On Thu, Jun 07, 2018 at 11:33:07AM +0100, Daniel P. Berrangé wrote:
> On Thu, Jun 07, 2018 at 11:24:55AM +0100, Stefan Hajnoczi wrote:
> > On Mon, Jun 04, 2018 at 12:12:21PM +0200, Gerd Hoffmann wrote:
> > > On Mon, Jun 04, 2018 at 10:29:40AM +0100, Peter Maydell wrote:
> > > > On 4 June 2018 at 10:20, Stefan Hajnoczi <address@hidden> wrote:
> > > > > Many of these inputs/outputs can be tied to an external UI.  A degree 
> > > > > of
> > > > > timing precision is required so that the UI is responsive, although
> > > > > cycle-accurate timing is not what I'd expect from QMP.
> > > > 
> > > > Would we also be able to tie them to an internal UI, ie
> > > > something that appears as another view in the GTK/etc
> > > > UI frontends we have?
> > > 
> > > Should be doable too.  Basically a display device, which isn't a *real*
> > > display but the UI.  Could show a rendering of the board, simliar to how
> > > web emulation environments are doing it.  LED status could be rendered
> > > directly to the board.  A virtual mouse could map mouse clicks to button
> > > presses.
> > > 
> > > Doing more complex input that way (say a slider for the temperature
> > > sensor) isn't going to work very well though ...
> > > 
> > > Sensor input in general is pretty much unsupported in qemu.
> > 
> > For the micro:bit we've been thinking of a WebSocket monitor interface.
> > This way a web UI can work with both local and remote QEMU instances.
> > 
> > For security reasons, the WebSocket cannot be the regular QMP monitor.
> 
> FWIW, add ability to use websockets protocol over chardevs is fairly
> easy.
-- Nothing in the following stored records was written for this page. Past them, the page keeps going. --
//! Error taxonomy for the impersonation flow.

use thiserror::Error;

/// Failures the impersonation flow can surface.
///
/// Every variant is recoverable at the command or UI boundary: handlers
/// catch it, log it, and render a short message for the user. Nothing here
/// is allowed to propagate far enough to take the host page down with it.
#[derive(Debug, Error)]
pub enum UnderstudyError {
    /// No character is currently selected in the host. Checked before
    /// composing, because an empty character name would silently corrupt
    /// the placeholder substitution and the closing instruction.
    #[error("no character selected; select a character first")]
    NoCharacterSelected,

    /// The host provided no generation backend.
    #[error("text generation is not available in this host")]
    GenerationUnavailable,

    /// The generation backend rejected or failed the request.
    #[error("generation failed: {0}")]
    Generation(String),

    /// The generation backend returned nothing usable (absent or blank
    /// after trimming).
    #[error("the model returned an empty response")]
    EmptyResponse,

    /// No confirmation surface is wired. Callers must fall back to
    /// reporting the generated text directly, never drop it.
    #[error("no confirmation surface available")]
    DisplayUnavailable,

    /// A generation is already in flight; the flow admits one at a time.
    #[error("a generation is already in progress")]
    GenerationInFlight,
}
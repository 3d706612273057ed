//! End-to-end exercise of the full extension wiring: host, generator,
//! confirmer, settings store, and the command registry together.

use std::sync::{Arc, Mutex};

use understudy::commands::{NamedArgs, default_commands};
use understudy::flow::Understudy;
use understudy::host::{AutoConfirmer, FnGenerator, StaticHost};
use understudy::settings::JsonSettingsStore;
use understudy::{CharacterCard, ChatMessage};

fn init_tracing() {
    let _ = tracing_subscriber::fmt().with_test_writer().try_init();
}

fn aria() -> CharacterCard {
    CharacterCard::named("Aria")
        .with_description("a wandering bard")
        .with_personality("cheerful, quick-witted")
        .with_scenario("a tavern at dusk")
}

fn capturing_generator(response: &str) -> (FnGenerator, Arc<Mutex<String>>) {
    let captured = Arc::new(Mutex::new(String::new()));
    let sink = captured.clone();
    let response = response.to_string();
    let generator = FnGenerator::new(move |prompt| {
        let sink = sink.clone();
        let response = response.clone();
        async move {
            if let Ok(mut seen) = sink.lock() {
                *seen = prompt;
            }
            Ok(response)
        }
    });
    (generator, captured)
}

#[tokio::test]
async fn roleplay_round_trip_inserts_the_confirmed_reply() {
    init_tracing();
    let dir = tempfile::tempdir().unwrap();
    let store = Arc::new(JsonSettingsStore::new(dir.path().join("settings.json")));

    let host = Arc::new(
        StaticHost::new()
            .with_character(aria())
            .with_user_name("Sam")
            .with_chat(vec![
                ChatMessage::system("chat created"),
                ChatMessage::user("hi").named("Sam"),
            ]),
    );
    let (generator, captured) = capturing_generator("Ah, Sam! Pull up a chair.");

    let understudy = Arc::new(
        Understudy::new(host.clone())
            .with_generator(Arc::new(generator))
            .with_confirmer(Arc::new(AutoConfirmer::yes()))
            .with_settings_store(store),
    );
    let commands = default_commands(understudy);

    let out = commands
        .dispatch("roleplay", &NamedArgs::new(), "What's up?")
        .await;
    assert_eq!(out, "Roleplay complete. Response generated as Aria.");

    // The composed prompt carried the card, the projected history (system
    // turn excluded), the latest message, and the closing instruction.
    let prompt = captured.lock().unwrap().clone();
    assert!(prompt.starts_with("You are now roleplaying as Aria."));
    assert!(prompt.contains("Character Information:\nName: Aria\nDescription: a wandering bard"));
    assert!(prompt.contains("Recent conversation history:\nSam: hi"));
    assert!(!prompt.contains("chat created"));
    assert!(prompt.ends_with("\n\nLatest message to respond to: What's up?\n\nRespond as Aria:"));

    // The confirmed reply landed in the chat and the view was refreshed.
    let log = host.messages();
    let inserted = log.last().unwrap();
    assert_eq!(inserted.name.as_deref(), Some("Aria"));
    assert_eq!(inserted.text, "Ah, Sam! Pull up a chair.");
    assert!(!inserted.is_user);
    assert_eq!(host.refresh_count(), 1);
}

#[tokio::test]
async fn declined_insertion_still_reports_success() {
    init_tracing();
    let host = Arc::new(StaticHost::new().with_character(aria()));
    let (generator, _) = capturing_generator("Another round, then!");

    let understudy = Arc::new(
        Understudy::new(host.clone())
            .with_generator(Arc::new(generator))
            .with_confirmer(Arc::new(AutoConfirmer::no())),
    );
    let commands = default_commands(understudy);

    let out = commands.dispatch("roleplay", &NamedArgs::new(), "").await;
    assert_eq!(out, "Roleplay complete. Response generated as Aria.");
    assert!(host.messages().is_empty());
    assert_eq!(host.refresh_count(), 0);
}

#[tokio::test]
async fn missing_confirmer_surfaces_the_response_inline() {
    init_tracing();
    let host = Arc::new(StaticHost::new().with_character(aria()));
    let (generator, _) = capturing_generator("A song it is.");

    let understudy =
        Arc::new(Understudy::new(host.clone()).with_generator(Arc::new(generator)));
    let commands = default_commands(understudy);

    let out = commands.dispatch("roleplay", &NamedArgs::new(), "sing!").await;
    assert_eq!(out, "Aria (Impersonated) says:\n\nA song it is.");
    assert!(host.messages().is_empty());
}

#[tokio::test]
async fn custom_prompt_survives_a_restart() {
    init_tracing();
    let dir = tempfile::tempdir().unwrap();
    let path = dir.path().join("settings.json");

    // First session: set a custom prompt through the command.
    {
        let understudy = Arc::new(
            Understudy::new(Arc::new(StaticHost::new().with_character(aria())))
                .with_settings_store(Arc::new(JsonSettingsStore::new(&path))),
        );
        let commands = default_commands(understudy);
        let out = commands
            .dispatch("setimprompt", &NamedArgs::new(), "Answer only in verse.")
            .await;
        assert_eq!(out, "Custom system prompt updated: Answer only in verse.");
    }

    // Second session over the same store: the prompt is back, and the
    // composer uses it.
    let (generator, captured) = capturing_generator("So I shall.");
    let understudy = Arc::new(
        Understudy::new(Arc::new(StaticHost::new().with_character(aria())))
            .with_generator(Arc::new(generator))
            .with_confirmer(Arc::new(AutoConfirmer::no()))
            .with_settings_store(Arc::new(JsonSettingsStore::new(&path))),
    );
    let commands = default_commands(understudy.clone());

    let view = commands.dispatch("setprompt", &NamedArgs::new(), "").await;
    assert_eq!(view, "Current custom system prompt: Answer only in verse.");

    commands.dispatch("roleplay", &NamedArgs::new(), "").await;
    assert!(captured.lock().unwrap().starts_with("Answer only in verse."));
}
//! YAML persistence for schemas and inference settings.

use std::fs::File;
use std::io::{BufReader, BufWriter, Read, Write};
use std::path::Path;

use anyhow::{Context, Result};
use serde::Serialize;
use serde::de::DeserializeOwned;

pub fn from_str<T: DeserializeOwned>(raw: &str) -> Result<T> {
    // An empty document means "all defaults", not a parse error.
    if raw.trim().is_empty() {
        return Ok(serde_yaml::from_str("{}")?);
    }
    Ok(serde_yaml::from_str(raw)?)
}

pub fn load_from_path<T: DeserializeOwned>(path: &Path) -> Result<T> {
    let mut raw = String::new();
    File::open(path)
        .and_then(|file| BufReader::new(file).read_to_string(&mut raw))
        .with_context(|| format!("Reading YAML file {path:?}"))?;
    from_str(&raw).with_context(|| format!("Parsing YAML file {path:?}"))
}

pub fn save_to_path<T: Serialize>(path: &Path, data: &T) -> Result<()> {
    let file = File::create(path).with_context(|| format!("Creating YAML file {path:?}"))?;
    let mut writer = BufWriter::new(file);
    serde_yaml::to_writer(&mut writer, data)
        .with_context(|| format!("Serializing YAML file {path:?}"))?;
    writer
        .flush()
        .with_context(|| format!("Writing YAML file {path:?}"))
}

pub fn to_string<T: Serialize>(value: &T) -> Result<String> {
    Ok(serde_yaml::to_string(value)?)
}
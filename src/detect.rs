//! Separator and layout detection.
//!
//! Separator candidates are ranked by an ordered rule list; the index of the
//! first rule that yields a character is its uncertainty (0 is best). The raw
//! and quote-aware frequency tables are ranked independently and the better
//! result wins. Without a separator the sample is either classified as
//! non-tabular content or handed to the fixed-width scanner.

use log::debug;

use crate::{
    config::{InferenceConfig, SeparatorSet},
    fixed_width,
    frequency::{CharStat, CharStatistics, Sample},
    schema::{ContentKind, Layout},
};

/// Uncertainty reported when no rule matched.
pub const NO_SEPARATOR: usize = LADDER.len();

struct Rule {
    name: &'static str,
    select: fn(&CharStatistics, &SeparatorSet) -> Option<char>,
}

const LADDER: [Rule; 3] = [
    Rule {
        name: "preferred with zero variance",
        select: preferred_with_zero_variance,
    },
    Rule {
        name: "lowest variance on every line",
        select: lowest_variance,
    },
    Rule {
        name: "second lowest variance on every line",
        select: second_lowest_variance,
    },
];

fn preferred_with_zero_variance(stats: &CharStatistics, preferred: &SeparatorSet) -> Option<char> {
    stats
        .chars
        .iter()
        .filter(|stat| stat.variance == 0.0 && preferred.contains(stat.ch))
        .max_by(|a, b| {
            a.occurrences.cmp(&b.occurrences).then_with(|| {
                // Earlier in the preference order wins a tie.
                preferred.rank(b.ch).cmp(&preferred.rank(a.ch))
            })
        })
        .map(|stat| stat.ch)
}

/// Characters present at least once per line on average, by ascending variance.
/// The sort is stable, so equal variances keep first-seen order.
fn common_by_variance(stats: &CharStatistics) -> Vec<&CharStat> {
    let mut common = stats
        .chars
        .iter()
        .filter(|stat| stat.occurrences >= stats.line_count as u64)
        .collect::<Vec<_>>();
    common.sort_by(|a, b| a.variance.total_cmp(&b.variance));
    common
}

fn lowest_variance(stats: &CharStatistics, preferred: &SeparatorSet) -> Option<char> {
    common_by_variance(stats)
        .first()
        .map(|stat| stat.ch)
        .filter(|ch| preferred.contains(*ch))
}

fn second_lowest_variance(stats: &CharStatistics, preferred: &SeparatorSet) -> Option<char> {
    common_by_variance(stats)
        .get(1)
        .map(|stat| stat.ch)
        .filter(|ch| preferred.contains(*ch))
}

#[derive(Debug, Clone, Copy, PartialEq, Eq)]
pub struct SeparatorPick {
    pub separator: Option<char>,
    pub uncertainty: usize,
}

pub fn pick(stats: &CharStatistics, preferred: &SeparatorSet) -> SeparatorPick {
    for (uncertainty, rule) in LADDER.iter().enumerate() {
        if let Some(separator) = (rule.select)(stats, preferred) {
            debug!(
                "Separator {:?} selected by rule '{}' (uncertainty {uncertainty})",
                separator, rule.name
            );
            return SeparatorPick {
                separator: Some(separator),
                uncertainty,
            };
        }
    }
    SeparatorPick {
        separator: None,
        uncertainty: NO_SEPARATOR,
    }
}

/// Choose between the raw and quote-aware picks. Returns the separator and
/// the quote character that stays active.
pub fn arbitrate(
    raw: SeparatorPick,
    raw_lines: usize,
    quoted: SeparatorPick,
    quoted_lines: usize,
    quote: Option<char>,
) -> (Option<char>, Option<char>) {
    if quoted.uncertainty < raw.uncertainty {
        return (quoted.separator, quote);
    }
    if raw.uncertainty < quoted.uncertainty || quoted_lines < raw_lines {
        return (raw.separator, None);
    }
    (quoted.separator, quote)
}

/// Label non-tabular content by its character makeup.
pub fn classify_content(stats: &CharStatistics) -> ContentKind {
    let open = stats.occurrences('<');
    let close = stats.occurrences('>');
    if close > 0 && open == close {
        return ContentKind::Xml;
    }
    let binary = stats
        .chars
        .iter()
        .any(|stat| (stat.ch as u32) < 32 && stat.ch != '\t');
    if binary {
        ContentKind::Binary
    } else {
        ContentKind::Textfile
    }
}

fn is_markup(stats: &CharStatistics) -> bool {
    classify_content(stats) == ContentKind::Xml
}

/// Determine the layout of a sample.
pub fn detect_layout(sample: &Sample, config: &InferenceConfig) -> Layout {
    let quote = config.quote();
    let raw = pick(&sample.raw, &config.separators);
    let quoted = if quote.is_some() {
        pick(&sample.quoted, &config.separators)
    } else {
        SeparatorPick {
            separator: None,
            uncertainty: NO_SEPARATOR,
        }
    };
    let (separator, quote) = arbitrate(
        raw,
        sample.raw.line_count,
        quoted,
        sample.quoted.line_count,
        quote,
    );
    debug!(
        "Raw pick {:?}, quote-aware pick {:?}, chosen separator {:?} with quote {:?}",
        raw, quoted, separator, quote
    );

    if let Some(separator) = separator {
        return Layout::Delimited { separator, quote };
    }

    if !sample.line_lengths_uniform() || sample.line_count() <= 1 || is_markup(&sample.raw) {
        let kind = classify_content(&sample.raw);
        debug!("No separator and no fixed layout; treating input as {}", kind.label());
        return Layout::NonTabular { kind };
    }

    match fixed_width::detect_widths(&sample.lines, config.quote()) {
        Some(widths) => Layout::FixedWidth { widths },
        None => Layout::Undetermined,
    }
}

#[cfg(test)]
mod tests {
    use super::*;
    use crate::frequency::FrequencyTable;

    fn stats(lines: &[&str]) -> CharStatistics {
        let mut table = FrequencyTable::new();
        for line in lines {
            table.ingest_line(line);
        }
        table.finalize()
    }

    fn sample_of(lines: &[&str], quote: char) -> Sample {
        let mut raw = FrequencyTable::new();
        let mut quoted = FrequencyTable::new();
        for line in lines {
            raw.ingest_line(line);
            quoted.ingest_line_quoted(line, quote);
        }
        Sample {
            raw: raw.finalize(),
            quoted: quoted.finalize(),
            lines: lines.iter().map(|line| line.to_string()).collect(),
        }
    }

    #[test]
    fn constant_preferred_separator_has_zero_uncertainty() {
        let picked = pick(&stats(&["a,b,c", "1,2,3", "x,y,z"]), &SeparatorSet::default());
        assert_eq!(
            picked,
            SeparatorPick {
                separator: Some(','),
                uncertainty: 0
            }
        );
    }

    #[test]
    fn zero_variance_tie_prefers_earlier_preferred_char() {
        let picked = pick(&stats(&["a;b,c", "1;2,3"]), &SeparatorSet::default());
        assert_eq!(picked.separator, Some(','));
    }

    #[test]
    fn zero_variance_prefers_more_occurrences() {
        let picked = pick(&stats(&["a;b;c,d", "1;2;3,4"]), &SeparatorSet::default());
        assert_eq!(picked.separator, Some(';'));
    }

    #[test]
    fn varying_count_falls_to_second_rule() {
        // The separator count varies; no other character appears on every line.
        let picked = pick(&stats(&["a;b", "c;d;e", "f;g"]), &SeparatorSet::default());
        assert_eq!(picked.separator, Some(';'));
        assert_eq!(picked.uncertainty, 1);
    }

    #[test]
    fn no_preferred_character_yields_none() {
        let picked = pick(&stats(&["abc", "def"]), &SeparatorSet::default());
        assert_eq!(picked.separator, None);
        assert_eq!(picked.uncertainty, NO_SEPARATOR);
    }

    #[test]
    fn arbitration_keeps_quote_when_quoted_table_wins() {
        let raw = SeparatorPick {
            separator: Some(','),
            uncertainty: 1,
        };
        let quoted = SeparatorPick {
            separator: Some(','),
            uncertainty: 0,
        };
        assert_eq!(arbitrate(raw, 3, quoted, 3, Some('"')), (Some(','), Some('"')));
    }

    #[test]
    fn arbitration_disables_quote_when_raw_wins_or_lines_dropped() {
        let best = SeparatorPick {
            separator: Some(';'),
            uncertainty: 0,
        };
        let worse = SeparatorPick {
            separator: None,
            uncertainty: NO_SEPARATOR,
        };
        assert_eq!(arbitrate(best, 3, worse, 3, Some('"')), (Some(';'), None));
        assert_eq!(arbitrate(best, 3, best, 2, Some('"')), (Some(';'), None));
        assert_eq!(arbitrate(best, 3, best, 3, Some('"')), (Some(';'), Some('"')));
    }

    #[test]
    fn quoted_commas_do_not_confuse_detection() {
        let sample = sample_of(
            &[
                "name;note",
                "\"Smith, J\";\"a,b,c\"",
                "\"Doe, K\";x",
            ],
            '"',
        );
        let layout = detect_layout(&sample, &InferenceConfig::default());
        assert_eq!(
            layout,
            Layout::Delimited {
                separator: ';',
                quote: Some('"')
            }
        );
    }

    #[test]
    fn markup_is_non_tabular() {
        let sample = sample_of(&["<a>1</a>", "<b>2</b>"], '"');
        assert_eq!(
            detect_layout(&sample, &InferenceConfig::default()),
            Layout::NonTabular {
                kind: ContentKind::Xml
            }
        );
    }

    #[test]
    fn ragged_text_is_textfile() {
        let sample = sample_of(&["hello there", "a much longer line of prose"], '"');
        assert_eq!(
            detect_layout(&sample, &InferenceConfig::default()),
            Layout::NonTabular {
                kind: ContentKind::Textfile
            }
        );
    }

    #[test]
    fn control_characters_mark_binary() {
        assert_eq!(classify_content(&stats(&["ab\u{1}c", "x"])), ContentKind::Binary);
        assert_eq!(classify_content(&stats(&["a\tb"])), ContentKind::Textfile);
    }

    #[test]
    fn uniform_lines_without_separator_become_fixed_width() {
        let sample = sample_of(
            &["Alice     0012 NY", "Bob       0345 CA", "Charlotte 6789 TX"],
            '"',
        );
        assert_eq!(
            detect_layout(&sample, &InferenceConfig::default()),
            Layout::FixedWidth {
                widths: vec![10, 5, 2]
            }
        );
    }
}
We already have a QIOChannelWebsock for the VNC server, so it
> is just a little work to wire it into the chardev.

Cool, good to know.

> If the -monitor / -qmp arg took a filename containing a whitelist of
> allowed monitor commands, you could indeed use the regular QMP monitor
> instead of writing something new.

Yes, this is exactly what we need.

> > A slimmed down monitor is required with a subset of QMP commands and
> > events.  For example, users must not be able to migrate to an exec:
> > destination so we need to ban that command on the UI monitor :-).
> 
> FWIW, you could  use the "-sandbox spawn=off,elevateprivileges=off"
> arg to prevent ability of QEMU to fork/exec/setuid. Even if the
> monitor still allows it, it thus get blocked, albeit by immediately
> terminating the process.

True, but that's just one example of many.  Another one is "pmemsave",
which writes to the host file system.

I think a whitelist is the way to go.  It will allow us to secure the
monitor and expose it to untrusted UIs.